Running Time: 98 mins
Director: Jakob M. Erwa
Cast: Esther Maria Pietsch, Matthias Lier and Tatja Seibt
(Belfast Film Festival Screening)
Jessica, a young cello student, moves in with her boyfriend Lorenz to a new flat and shortly after is chosen to represent her country in a prestigious music competition in Russia. The pressure to perform well soon becomes overwhelming and there is no telling between reality and imagination anymore.
The weight of Homesick is undoubtedly on Esther Maria Pietsch shoulders. Her Jessica, an ambitious music student who lives to please – parents, neighbours, teachers – is the only well-developed and relatable character of the film. As the story progresses, we delve deeper and deeper into her mind, soon to discover we are being tricked into believing Jessica’s new witch-like neighbour is spying on her and plotting a horrific ordeal. Or are we..?

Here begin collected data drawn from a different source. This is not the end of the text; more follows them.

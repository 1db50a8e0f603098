//! The pivot factorizing permutation.
//!
//! After factorization the slice trees spell out a factorizing permutation
//! around the pivot: σ = C'a, ..., C'1, x, C1, ..., Cb, where the C'i are the
//! co-components of the first slice and the Ci the components of the later
//! ones, each appearing consecutively in leaf order. The spine builder needs
//! the boundary functions μ and ρ on these groups to delimit the strong
//! modules containing the pivot; both are computed here and aggregated per
//! (co-)component.

use std::fmt;
use std::hash::Hash;

use super::Decomposer;
use crate::tree::NodeId;

pub(super) struct CoComponent {
    pub(super) leaves: Vec<NodeId>,
    pub(super) mu: usize,
}

pub(super) struct Component {
    pub(super) leaves: Vec<NodeId>,
    pub(super) mu: usize,
    pub(super) rho: usize,
}

pub(super) struct PivotPermutation {
    pub(super) pivot: NodeId,
    pub(super) co_components: Vec<CoComponent>,
    pub(super) components: Vec<Component>,
}

impl<V> Decomposer<'_, V>
where
    V: Eq + Hash + Clone + fmt::Debug,
{
    pub(super) fn pivot_permutation(&mut self, trees: &[NodeId]) -> PivotPermutation {
        // Read the (co-)components off the leaf order: the connectivity labels
        // assigned in conquer group consecutive leaves. Co-components are
        // numbered outward from the pivot but encountered innermost first,
        // hence the reversal.
        let mut co_groups: Vec<Vec<NodeId>> = Vec::new();
        let mut comp_groups: Vec<Vec<NodeId>> = Vec::new();
        for (index, &tree) in trees.iter().enumerate().skip(1) {
            let leaves = self.forest.leaves(tree);
            let target = if index == 1 {
                &mut co_groups
            } else {
                &mut comp_groups
            };
            self.group_runs(leaves, target);
        }
        co_groups.reverse();
        let (a, b) = (co_groups.len(), comp_groups.len());

        // μ(y) for a leaf left of the pivot: the smallest j with no neighbor
        // of y in any component beyond j. Right of the pivot: the smallest j
        // such that y is complete to every co-component beyond j.
        for (index, &tree) in trees.iter().enumerate().skip(1) {
            for y in self.forest.leaves(tree) {
                let mut j = if index == 1 { b } else { a };
                if index == 1 {
                    while j > 0 && !self.any_adjacent(y, &comp_groups[j - 1]) {
                        j -= 1;
                    }
                } else {
                    while j > 0 && self.all_adjacent(y, &co_groups[j - 1]) {
                        j -= 1;
                    }
                }
                self.forest[y].mu = j;
            }
        }

        // ρ(y) for y in component Ci: the largest j > i reached by an edge of
        // y, or 0 when none is.
        for i in 1..=b {
            for index in 0..comp_groups[i - 1].len() {
                let y = comp_groups[i - 1][index];
                self.forest[y].rho = 0;
                for j in (i + 1..=b).rev() {
                    if self.any_adjacent(y, &comp_groups[j - 1]) {
                        self.forest[y].rho = j;
                        break;
                    }
                }
            }
        }

        let co_components = co_groups
            .into_iter()
            .map(|leaves| {
                let mu = leaves
                    .iter()
                    .map(|&y| self.forest[y].mu)
                    .max()
                    .expect("(co-)components are nonempty");
                CoComponent { leaves, mu }
            })
            .collect();
        let components = comp_groups
            .into_iter()
            .map(|leaves| {
                let mu = leaves
                    .iter()
                    .map(|&y| self.forest[y].mu)
                    .max()
                    .expect("(co-)components are nonempty");
                let rho = leaves
                    .iter()
                    .map(|&y| self.forest[y].rho)
                    .max()
                    .expect("(co-)components are nonempty");
                Component { leaves, mu, rho }
            })
            .collect();

        PivotPermutation {
            pivot: trees[0],
            co_components,
            components,
        }
    }

    /// Appends maximal runs of leaves sharing a connectivity label.
    fn group_runs(&self, leaves: Vec<NodeId>, groups: &mut Vec<Vec<NodeId>>) {
        for leaf in leaves {
            let connectivity = self.forest[leaf].connectivity;
            let same_run = groups.last().is_some_and(|group| {
                self.forest[*group.last().expect("groups are nonempty")].connectivity
                    == connectivity
            });
            if same_run {
                groups.last_mut().expect("a run was just seen").push(leaf);
            } else {
                groups.push(vec![leaf]);
            }
        }
    }

    fn any_adjacent(&self, y: NodeId, group: &[NodeId]) -> bool {
        let yv = self.leaf_vertex(y);
        group
            .iter()
            .any(|&m| self.graph.has_edge(yv, self.leaf_vertex(m)))
    }

    fn all_adjacent(&self, y: NodeId, group: &[NodeId]) -> bool {
        let yv = self.leaf_vertex(y);
        group
            .iter()
            .all(|&m| self.graph.has_edge(yv, self.leaf_vertex(m)))
    }
}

The oppressor in question (Tatja Seibt as Hilde Domweber) gives the best performance of the film with Jessica’s spineless, and quite frankly often annoying boyfriend Lorenz (Matthias Lier) reduced to a sound-board for the girl’s scattered thoughts.
Even though far from original, HomeSick uses great plot devices throughout the film, from a welcoming gift of a guardian angel statue, fobbed off by increasingly suspicious Jessica, to the almost proverbial Chekhov’s gun. What’s great about HomeSick though is the many inspired moments when cinematography is the key witness to Jessica’s torment and the camera takes its time to tell the story: the tense atmosphere of being trapped and watched like a zoo animal escalates through the camera work which stops over the monochromatic and empty corners of her confinement.
Minimalistic music adds to the tension with explosions of bold Bach, the subject of Jessica’s success and then inevitable failure, intertwined with the eerie sounds of a cello bow scraping the instrument. With the latter being the background of the opening credits, we are all well-prepped for the atrocities to come.
Although it works hard to sustain the tension, HomeSick lacks a break, even a brief focus on emotions other than fear, apprehensiveness or anxiety which would naturally contribute to greater escalation of the aforementioned – you simply cannot hold the whole film on one note.
Having said that, the film manages to step up on the hold-you-by-the-throat ladder towards the end when a completely transformed Jessica reaches her breaking point.
It’s commendable to see a film which is not afraid to defy the shouty and jumpy thriller mould filled by so many as it succeeds in unfolding a truly gripping story in just 100 minutes. Jakob M. Erwa, writer and director of HomeSick, has done just that. All the shortcomings of the first two-thirds of the film are forgiven by the intense and surprising ending.
Comparisons to Polanski’s Repulsion (or even Rosemary’s Baby) and Aronofsky’s Black Swan spring to mind quite early on and, even though Homesick fails to improve upon the tense atmosphere of the former and the portrayal of a sick mind in the latter, this German take on one’s descent into madness does leave you wondering, if not horrified.